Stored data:
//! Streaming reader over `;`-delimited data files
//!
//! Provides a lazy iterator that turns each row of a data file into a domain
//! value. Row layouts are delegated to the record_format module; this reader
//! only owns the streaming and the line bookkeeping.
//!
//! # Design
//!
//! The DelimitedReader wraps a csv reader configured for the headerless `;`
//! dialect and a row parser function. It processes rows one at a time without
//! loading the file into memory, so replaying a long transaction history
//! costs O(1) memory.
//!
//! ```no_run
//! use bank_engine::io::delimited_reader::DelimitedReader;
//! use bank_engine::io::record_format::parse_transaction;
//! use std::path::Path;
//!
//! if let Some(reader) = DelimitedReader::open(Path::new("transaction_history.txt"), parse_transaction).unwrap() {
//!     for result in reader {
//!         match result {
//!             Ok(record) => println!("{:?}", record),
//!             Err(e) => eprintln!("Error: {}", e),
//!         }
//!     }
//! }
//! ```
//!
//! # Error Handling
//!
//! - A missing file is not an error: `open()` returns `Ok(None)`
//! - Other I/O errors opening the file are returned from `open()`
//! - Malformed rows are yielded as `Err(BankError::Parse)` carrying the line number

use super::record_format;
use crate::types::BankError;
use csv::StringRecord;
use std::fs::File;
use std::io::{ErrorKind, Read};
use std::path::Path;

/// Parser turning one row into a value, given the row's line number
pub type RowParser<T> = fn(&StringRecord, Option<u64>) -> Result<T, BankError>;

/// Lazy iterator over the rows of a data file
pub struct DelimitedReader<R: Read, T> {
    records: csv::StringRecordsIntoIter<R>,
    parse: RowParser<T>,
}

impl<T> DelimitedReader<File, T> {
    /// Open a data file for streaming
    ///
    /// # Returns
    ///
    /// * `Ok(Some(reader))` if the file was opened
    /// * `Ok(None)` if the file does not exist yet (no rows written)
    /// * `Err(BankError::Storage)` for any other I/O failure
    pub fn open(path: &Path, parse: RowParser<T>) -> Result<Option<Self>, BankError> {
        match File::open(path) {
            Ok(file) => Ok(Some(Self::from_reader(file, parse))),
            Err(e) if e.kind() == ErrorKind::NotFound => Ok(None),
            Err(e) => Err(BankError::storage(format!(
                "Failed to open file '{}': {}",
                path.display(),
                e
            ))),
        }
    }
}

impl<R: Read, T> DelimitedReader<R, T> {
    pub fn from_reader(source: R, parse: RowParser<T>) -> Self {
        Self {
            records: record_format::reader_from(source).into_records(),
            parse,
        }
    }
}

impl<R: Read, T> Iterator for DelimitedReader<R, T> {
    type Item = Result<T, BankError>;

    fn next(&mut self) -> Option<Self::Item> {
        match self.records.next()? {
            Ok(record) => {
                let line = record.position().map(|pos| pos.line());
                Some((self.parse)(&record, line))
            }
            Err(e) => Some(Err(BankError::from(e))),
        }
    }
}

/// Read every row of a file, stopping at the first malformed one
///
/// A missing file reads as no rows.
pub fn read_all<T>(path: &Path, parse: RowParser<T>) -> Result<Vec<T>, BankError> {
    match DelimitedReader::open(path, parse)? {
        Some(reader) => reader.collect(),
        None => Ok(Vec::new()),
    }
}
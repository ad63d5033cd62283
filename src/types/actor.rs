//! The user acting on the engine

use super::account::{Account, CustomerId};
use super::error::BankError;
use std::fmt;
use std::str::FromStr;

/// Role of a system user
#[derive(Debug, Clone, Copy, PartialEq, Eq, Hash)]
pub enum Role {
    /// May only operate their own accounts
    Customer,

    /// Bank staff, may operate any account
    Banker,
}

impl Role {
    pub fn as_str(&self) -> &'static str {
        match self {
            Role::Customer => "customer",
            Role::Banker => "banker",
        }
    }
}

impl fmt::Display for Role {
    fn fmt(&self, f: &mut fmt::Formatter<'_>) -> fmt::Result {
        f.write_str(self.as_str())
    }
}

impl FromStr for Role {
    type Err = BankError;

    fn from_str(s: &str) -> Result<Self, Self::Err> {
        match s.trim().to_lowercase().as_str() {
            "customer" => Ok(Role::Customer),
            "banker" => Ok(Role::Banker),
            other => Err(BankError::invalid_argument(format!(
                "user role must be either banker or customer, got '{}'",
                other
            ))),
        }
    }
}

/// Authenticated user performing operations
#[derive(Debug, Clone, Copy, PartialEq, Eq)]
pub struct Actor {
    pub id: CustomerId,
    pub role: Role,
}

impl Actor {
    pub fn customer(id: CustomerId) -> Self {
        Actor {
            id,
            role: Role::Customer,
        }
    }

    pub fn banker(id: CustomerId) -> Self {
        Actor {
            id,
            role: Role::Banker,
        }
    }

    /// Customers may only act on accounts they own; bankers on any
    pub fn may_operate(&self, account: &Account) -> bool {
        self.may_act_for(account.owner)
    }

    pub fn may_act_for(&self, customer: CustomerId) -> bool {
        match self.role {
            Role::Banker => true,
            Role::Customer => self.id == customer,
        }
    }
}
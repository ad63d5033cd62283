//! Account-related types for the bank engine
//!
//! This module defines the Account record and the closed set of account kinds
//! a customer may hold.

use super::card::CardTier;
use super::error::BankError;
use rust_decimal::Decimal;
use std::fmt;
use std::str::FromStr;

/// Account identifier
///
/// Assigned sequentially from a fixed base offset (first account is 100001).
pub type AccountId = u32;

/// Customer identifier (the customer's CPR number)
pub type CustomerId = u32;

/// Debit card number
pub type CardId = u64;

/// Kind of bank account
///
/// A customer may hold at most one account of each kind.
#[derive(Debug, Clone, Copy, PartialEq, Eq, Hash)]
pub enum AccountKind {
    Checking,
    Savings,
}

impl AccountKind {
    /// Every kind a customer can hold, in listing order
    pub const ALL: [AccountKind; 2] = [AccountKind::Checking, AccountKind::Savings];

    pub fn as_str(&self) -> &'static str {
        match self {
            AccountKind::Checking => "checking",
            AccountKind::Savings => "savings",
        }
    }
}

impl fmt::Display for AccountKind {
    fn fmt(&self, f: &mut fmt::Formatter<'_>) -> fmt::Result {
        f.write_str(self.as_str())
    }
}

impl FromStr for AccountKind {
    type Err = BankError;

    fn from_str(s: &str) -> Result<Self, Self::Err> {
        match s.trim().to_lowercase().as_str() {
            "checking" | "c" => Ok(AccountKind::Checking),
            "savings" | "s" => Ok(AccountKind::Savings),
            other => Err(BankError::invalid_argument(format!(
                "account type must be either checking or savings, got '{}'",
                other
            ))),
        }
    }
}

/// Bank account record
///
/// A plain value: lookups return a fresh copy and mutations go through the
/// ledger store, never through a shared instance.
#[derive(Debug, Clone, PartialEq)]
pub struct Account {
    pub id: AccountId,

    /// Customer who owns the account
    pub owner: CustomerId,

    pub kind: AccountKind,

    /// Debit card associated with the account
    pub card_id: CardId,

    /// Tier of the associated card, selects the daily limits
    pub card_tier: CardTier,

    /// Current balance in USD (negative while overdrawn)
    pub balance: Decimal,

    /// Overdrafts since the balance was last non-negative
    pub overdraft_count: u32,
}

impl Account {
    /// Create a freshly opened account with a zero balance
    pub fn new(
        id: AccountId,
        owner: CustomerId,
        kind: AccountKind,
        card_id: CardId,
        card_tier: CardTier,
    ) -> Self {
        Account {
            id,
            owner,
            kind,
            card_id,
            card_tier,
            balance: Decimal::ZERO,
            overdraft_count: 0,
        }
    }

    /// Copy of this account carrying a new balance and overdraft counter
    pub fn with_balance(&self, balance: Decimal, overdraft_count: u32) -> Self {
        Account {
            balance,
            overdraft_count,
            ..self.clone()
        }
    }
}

▸ **Work order**
All of the records shown above should be reproduced exactly.

▸ **Response to the exercise**
//! Streaming reader over `;`-delimited data files
//!
//! Provides a lazy iterator that turns each row of a data file into a domain
//! value. Row layouts are delegated to the record_format module; this reader
//! only owns the streaming and the line bookkeeping.
//!
//! # Design
//!
//! The DelimitedReader wraps a csv reader configured for the headerless `;`
//! dialect and a row parser function. It processes rows one at a time without
//! loading the file into memory, so replaying a long transaction history
//! costs O(1) memory.
//!
//! ```no_run
//! use bank_engine::io::delimited_reader::DelimitedReader;
//! use bank_engine::io::record_format::parse_transaction;
//! use std::path::Path;
//!
//! if let Some(reader) = DelimitedReader::open(Path::new("transaction_history.txt"), parse_transaction).unwrap() {
//!     for result in reader {
//!         match result {
//!             Ok(record) => println!("{:?}", record),
//!             Err(e) => eprintln!("Error: {}", e),
//!         }
//!     }
//! }
//! ```
//!
//! # Error Handling
//!
//! - A missing file is not an error: `open()` returns `Ok(None)`
//! - Other I/O errors opening the file are returned from `open()`
//! - Malformed rows are yielded as `Err(BankError::Parse)` carrying the line number

use super::record_format;
use crate::types::BankError;
use csv::StringRecord;
use std::fs::File;
use std::io::{ErrorKind, Read};
use std::path::Path;

/// Parser turning one row into a value, given the row's line number
pub type RowParser<T> = fn(&StringRecord, Option<u64>) -> Result<T, BankError>;

/// Lazy iterator over the rows of a data file
pub struct DelimitedReader<R: Read, T> {
    records: csv::StringRecordsIntoIter<R>,
    parse: RowParser<T>,
}

impl<T> DelimitedReader<File, T> {
    /// Open a data file for streaming
    ///
    /// # Returns
    ///
    /// * `Ok(Some(reader))` if the file was opened
    /// * `Ok(None)` if the file does not exist yet (no rows written)
    /// * `Err(BankError::Storage)` for any other I/O failure
    pub fn open(path: &Path, parse: RowParser<T>) -> Result<Option<Self>, BankError> {
        match File::open(path) {
            Ok(file) => Ok(Some(Self::from_reader(file, parse))),
            Err(e) if e.kind() == ErrorKind::NotFound => Ok(None),
            Err(e) => Err(BankError::storage(format!(
                "Failed to open file '{}': {}",
                path.display(),
                e
            ))),
        }
    }
}

impl<R: Read, T> DelimitedReader<R, T> {
    pub fn from_reader(source: R, parse: RowParser<T>) -> Self {
        Self {
            records: record_format::reader_from(source).into_records(),
            parse,
        }
    }
}

impl<R: Read, T> Iterator for DelimitedReader<R, T> {
    type Item = Result<T, BankError>;

    fn next(&mut self) -> Option<Self::Item> {
        match self.records.next()? {
            Ok(record) => {
                let line = record.position().map(|pos| pos.line());
                Some((self.parse)(&record, line))
            }
            Err(e) => Some(Err(BankError::from(e))),
        }
    }
}

/// Read every row of a file, stopping at the first malformed one
///
/// A missing file reads as no rows.
pub fn read_all<T>(path: &Path, parse: RowParser<T>) -> Result<Vec<T>, BankError> {
    match DelimitedReader::open(path, parse)? {
        Some(reader) => reader.collect(),
        None => Ok(Vec::new()),
    }
}
repository ad63d5033cd62283
filename src/types/actor.rs
//! The user acting on the engine

use super::account::{Account, CustomerId};
use super::error::BankError;
use std::fmt;
use std::str::FromStr;

/// Role of a system user
#[derive(Debug, Clone, Copy, PartialEq, Eq, Hash)]
pub enum Role {
    /// May only operate their own accounts
    Customer,

    /// Bank staff, may operate any account
    Banker,
}

impl Role {
    pub fn as_str(&self) -> &'static str {
        match self {
            Role::Customer => "customer",
            Role::Banker => "banker",
        }
    }
}

impl fmt::Display for Role {
    fn fmt(&self, f: &mut fmt::Formatter<'_>) -> fmt::Result {
        f.write_str(self.as_str())
    }
}

impl FromStr for Role {
    type Err = BankError;

    fn from_str(s: &str) -> Result<Self, Self::Err> {
        match s.trim().to_lowercase().as_str() {
            "customer" => Ok(Role::Customer),
            "banker" => Ok(Role::Banker),
            other => Err(BankError::invalid_argument(format!(
                "user role must be either banker or customer, got '{}'",
                other
            ))),
        }
    }
}

/// Authenticated user performing operations
#[derive(Debug, Clone, Copy, PartialEq, Eq)]
pub struct Actor {
    pub id: CustomerId,
    pub role: Role,
}

impl Actor {
    pub fn customer(id: CustomerId) -> Self {
        Actor {
            id,
            role: Role::Customer,
        }
    }

    pub fn banker(id: CustomerId) -> Self {
        Actor {
            id,
            role: Role::Banker,
        }
    }

    /// Customers may only act on accounts they own; bankers on any
    pub fn may_operate(&self, account: &Account) -> bool {
        self.may_act_for(account.owner)
    }

    pub fn may_act_for(&self, customer: CustomerId) -> bool {
        match self.role {
            Role::Banker => true,
            Role::Customer => self.id == customer,
        }
    }
}
repository ad63d5033cd62283
//! Account-related types for the bank engine
//!
//! This module defines the Account record and the closed set of account kinds
//! a customer may hold.

use super::card::CardTier;
use super::error::BankError;
use rust_decimal::Decimal;
use std::fmt;
use std::str::FromStr;

/// Account identifier
///
/// Assigned sequentially from a fixed base offset (first account is 100001).
pub type AccountId = u32;

/// Customer identifier (the customer's CPR number)
pub type CustomerId = u32;

/// Debit card number
pub type CardId = u64;

/// Kind of bank account
///
/// A customer may hold at most one account of each kind.
#[derive(Debug, Clone, Copy, PartialEq, Eq, Hash)]
pub enum AccountKind {
    Checking,
    Savings,
}

impl AccountKind {
    /// Every kind a customer can hold, in listing order
    pub const ALL: [AccountKind; 2] = [AccountKind::Checking, AccountKind::Savings];

    pub fn as_str(&self) -> &'static str {
        match self {
            AccountKind::Checking => "checking",
            AccountKind::Savings => "savings",
        }
    }
}

impl fmt::Display for AccountKind {
    fn fmt(&self, f: &mut fmt::Formatter<'_>) -> fmt::Result {
        f.write_str(self.as_str())
    }
}

impl FromStr for AccountKind {
    type Err = BankError;

    fn from_str(s: &str) -> Result<Self, Self::Err> {
        match s.trim().to_lowercase().as_str() {
            "checking" | "c" => Ok(AccountKind::Checking),
            "savings" | "s" => Ok(AccountKind::Savings),
            other => Err(BankError::invalid_argument(format!(
                "account type must be either checking or savings, got '{}'",
                other
            ))),
        }
    }
}

/// Bank account record
///
/// A plain value: lookups return a fresh copy and mutations go through the
/// ledger store, never through a shared instance.
#[derive(Debug, Clone, PartialEq)]
pub struct Account {
    pub id: AccountId,

    /// Customer who owns the account
    pub owner: CustomerId,

    pub kind: AccountKind,

    /// Debit card associated with the account
    pub card_id: CardId,

    /// Tier of the associated card, selects the daily limits
    pub card_tier: CardTier,

    /// Current balance in USD (negative while overdrawn)
    pub balance: Decimal,

    /// Overdrafts since the balance was last non-negative
    pub overdraft_count: u32,
}

impl Account {
    /// Create a freshly opened account with a zero balance
    pub fn new(
        id: AccountId,
        owner: CustomerId,
        kind: AccountKind,
        card_id: CardId,
        card_tier: CardTier,
    ) -> Self {
        Account {
            id,
            owner,
            kind,
            card_id,
            card_tier,
            balance: Decimal::ZERO,
            overdraft_count: 0,
        }
    }

    /// Copy of this account carrying a new balance and overdraft counter
    pub fn with_balance(&self, balance: Decimal, overdraft_count: u32) -> Self {
        Account {
            balance,
            overdraft_count,
            ..self.clone()
        }
    }
}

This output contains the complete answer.